• Exercise description
Only lines containing the string "struct" belong in the answer; copy all of them from the entries.
Start of Record excerpts
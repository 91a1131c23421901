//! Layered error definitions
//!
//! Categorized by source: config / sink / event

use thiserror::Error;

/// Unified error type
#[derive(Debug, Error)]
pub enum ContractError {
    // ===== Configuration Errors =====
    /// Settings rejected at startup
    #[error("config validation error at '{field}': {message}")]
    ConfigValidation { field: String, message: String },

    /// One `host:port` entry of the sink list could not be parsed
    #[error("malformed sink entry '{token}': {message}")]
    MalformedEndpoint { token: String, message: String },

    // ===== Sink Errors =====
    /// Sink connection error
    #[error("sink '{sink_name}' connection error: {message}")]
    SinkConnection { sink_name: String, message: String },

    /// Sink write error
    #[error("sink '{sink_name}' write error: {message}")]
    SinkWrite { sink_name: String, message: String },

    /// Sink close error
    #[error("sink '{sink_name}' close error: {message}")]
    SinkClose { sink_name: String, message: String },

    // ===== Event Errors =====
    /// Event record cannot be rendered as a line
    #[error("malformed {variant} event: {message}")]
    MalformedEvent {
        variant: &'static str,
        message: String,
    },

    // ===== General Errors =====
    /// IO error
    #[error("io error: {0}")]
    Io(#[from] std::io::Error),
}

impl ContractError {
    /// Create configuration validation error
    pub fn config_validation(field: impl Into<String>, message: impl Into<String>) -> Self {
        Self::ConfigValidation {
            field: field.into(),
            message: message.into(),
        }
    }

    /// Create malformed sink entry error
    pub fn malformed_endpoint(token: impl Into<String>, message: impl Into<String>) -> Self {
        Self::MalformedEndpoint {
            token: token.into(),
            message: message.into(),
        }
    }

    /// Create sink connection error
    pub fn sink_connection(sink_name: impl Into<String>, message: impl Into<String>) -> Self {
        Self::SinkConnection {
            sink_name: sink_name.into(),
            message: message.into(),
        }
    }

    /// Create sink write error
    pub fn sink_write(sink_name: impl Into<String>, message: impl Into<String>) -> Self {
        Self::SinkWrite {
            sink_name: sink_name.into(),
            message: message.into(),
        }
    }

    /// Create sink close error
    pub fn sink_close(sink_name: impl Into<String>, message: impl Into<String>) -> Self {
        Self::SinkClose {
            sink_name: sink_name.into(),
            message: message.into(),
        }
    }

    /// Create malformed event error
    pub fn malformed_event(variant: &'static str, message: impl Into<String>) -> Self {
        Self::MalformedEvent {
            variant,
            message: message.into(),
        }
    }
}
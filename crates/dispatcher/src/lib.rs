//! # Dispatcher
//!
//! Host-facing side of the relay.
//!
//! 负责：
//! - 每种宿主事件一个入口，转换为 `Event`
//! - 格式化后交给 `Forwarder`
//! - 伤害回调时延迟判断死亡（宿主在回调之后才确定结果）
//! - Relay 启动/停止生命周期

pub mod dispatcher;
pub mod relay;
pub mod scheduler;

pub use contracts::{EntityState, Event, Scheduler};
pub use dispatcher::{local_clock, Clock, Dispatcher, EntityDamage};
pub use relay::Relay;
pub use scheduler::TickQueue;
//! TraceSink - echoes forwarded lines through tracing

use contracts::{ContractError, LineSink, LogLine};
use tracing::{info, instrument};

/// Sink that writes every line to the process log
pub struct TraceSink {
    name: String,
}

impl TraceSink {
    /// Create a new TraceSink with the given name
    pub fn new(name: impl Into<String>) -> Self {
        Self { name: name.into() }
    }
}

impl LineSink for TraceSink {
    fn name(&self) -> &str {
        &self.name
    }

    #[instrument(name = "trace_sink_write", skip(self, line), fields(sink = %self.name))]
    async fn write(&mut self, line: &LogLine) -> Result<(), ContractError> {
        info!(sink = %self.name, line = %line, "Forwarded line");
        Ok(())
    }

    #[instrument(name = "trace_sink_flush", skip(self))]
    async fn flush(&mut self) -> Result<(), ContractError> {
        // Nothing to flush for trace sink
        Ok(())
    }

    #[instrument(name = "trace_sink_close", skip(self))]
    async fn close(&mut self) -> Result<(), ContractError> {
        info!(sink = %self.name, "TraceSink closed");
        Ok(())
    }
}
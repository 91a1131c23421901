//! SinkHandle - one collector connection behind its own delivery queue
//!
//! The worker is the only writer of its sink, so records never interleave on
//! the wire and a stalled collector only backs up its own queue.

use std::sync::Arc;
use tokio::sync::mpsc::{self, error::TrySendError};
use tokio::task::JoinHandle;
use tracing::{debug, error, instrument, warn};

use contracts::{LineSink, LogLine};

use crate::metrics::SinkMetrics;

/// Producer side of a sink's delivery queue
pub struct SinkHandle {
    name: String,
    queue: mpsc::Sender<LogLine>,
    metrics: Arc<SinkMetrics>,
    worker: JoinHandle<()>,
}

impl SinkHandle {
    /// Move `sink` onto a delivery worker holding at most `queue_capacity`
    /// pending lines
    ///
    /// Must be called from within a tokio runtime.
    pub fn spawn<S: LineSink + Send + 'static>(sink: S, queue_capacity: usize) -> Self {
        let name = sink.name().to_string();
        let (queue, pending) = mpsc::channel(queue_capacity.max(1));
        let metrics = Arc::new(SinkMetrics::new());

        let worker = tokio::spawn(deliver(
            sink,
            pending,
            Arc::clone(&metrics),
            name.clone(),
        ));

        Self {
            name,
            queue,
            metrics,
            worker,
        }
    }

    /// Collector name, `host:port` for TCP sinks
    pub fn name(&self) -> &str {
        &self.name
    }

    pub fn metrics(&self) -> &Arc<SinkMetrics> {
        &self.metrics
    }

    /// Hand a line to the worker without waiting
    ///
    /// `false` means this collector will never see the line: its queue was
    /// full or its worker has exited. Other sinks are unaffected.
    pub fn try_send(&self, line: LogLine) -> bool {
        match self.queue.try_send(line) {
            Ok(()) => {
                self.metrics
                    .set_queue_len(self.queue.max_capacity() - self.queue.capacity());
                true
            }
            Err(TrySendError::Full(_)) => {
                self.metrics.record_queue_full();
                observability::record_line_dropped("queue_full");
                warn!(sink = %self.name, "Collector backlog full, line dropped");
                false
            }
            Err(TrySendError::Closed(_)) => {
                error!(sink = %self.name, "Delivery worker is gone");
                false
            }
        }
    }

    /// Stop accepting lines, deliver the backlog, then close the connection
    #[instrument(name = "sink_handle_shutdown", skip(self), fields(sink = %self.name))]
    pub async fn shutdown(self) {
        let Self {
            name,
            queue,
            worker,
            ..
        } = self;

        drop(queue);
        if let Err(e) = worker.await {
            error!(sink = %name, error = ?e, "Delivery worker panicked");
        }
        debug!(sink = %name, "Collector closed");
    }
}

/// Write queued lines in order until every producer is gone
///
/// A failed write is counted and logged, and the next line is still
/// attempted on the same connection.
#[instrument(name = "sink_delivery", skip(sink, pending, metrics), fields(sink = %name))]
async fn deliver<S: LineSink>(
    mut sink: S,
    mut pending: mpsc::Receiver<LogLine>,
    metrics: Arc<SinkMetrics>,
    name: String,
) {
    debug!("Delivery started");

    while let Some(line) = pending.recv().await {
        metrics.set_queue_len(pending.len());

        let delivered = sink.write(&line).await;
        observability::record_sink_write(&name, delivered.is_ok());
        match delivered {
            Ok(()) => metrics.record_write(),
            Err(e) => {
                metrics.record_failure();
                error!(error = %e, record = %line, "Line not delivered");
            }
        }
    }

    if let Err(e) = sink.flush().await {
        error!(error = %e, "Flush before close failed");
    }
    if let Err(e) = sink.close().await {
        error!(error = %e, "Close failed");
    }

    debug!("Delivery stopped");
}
End of Record excerpts
Start of Record excerpts
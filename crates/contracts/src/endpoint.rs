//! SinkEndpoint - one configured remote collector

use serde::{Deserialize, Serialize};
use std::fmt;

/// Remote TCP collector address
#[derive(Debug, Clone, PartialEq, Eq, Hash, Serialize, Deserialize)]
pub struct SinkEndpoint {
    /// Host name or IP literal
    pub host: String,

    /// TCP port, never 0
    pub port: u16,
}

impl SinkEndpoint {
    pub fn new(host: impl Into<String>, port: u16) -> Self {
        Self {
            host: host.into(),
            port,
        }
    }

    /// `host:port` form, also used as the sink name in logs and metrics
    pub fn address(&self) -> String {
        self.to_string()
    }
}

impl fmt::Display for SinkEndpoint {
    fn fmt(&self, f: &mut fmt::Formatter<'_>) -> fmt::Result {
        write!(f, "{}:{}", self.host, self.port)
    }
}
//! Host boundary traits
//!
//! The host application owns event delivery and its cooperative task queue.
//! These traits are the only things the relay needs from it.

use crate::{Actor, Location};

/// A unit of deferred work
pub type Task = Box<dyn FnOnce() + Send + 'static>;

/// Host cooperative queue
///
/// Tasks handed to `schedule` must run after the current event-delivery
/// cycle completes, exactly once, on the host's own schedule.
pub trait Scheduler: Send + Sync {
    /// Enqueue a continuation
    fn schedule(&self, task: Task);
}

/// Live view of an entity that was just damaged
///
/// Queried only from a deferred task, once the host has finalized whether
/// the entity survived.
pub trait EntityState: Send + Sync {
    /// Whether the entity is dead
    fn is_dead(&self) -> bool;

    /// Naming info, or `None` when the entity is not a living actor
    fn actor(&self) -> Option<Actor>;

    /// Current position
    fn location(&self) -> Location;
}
End of Record excerpts
• Completed task
pub struct TraceSink {
pub struct SinkHandle {
pub struct SinkEndpoint {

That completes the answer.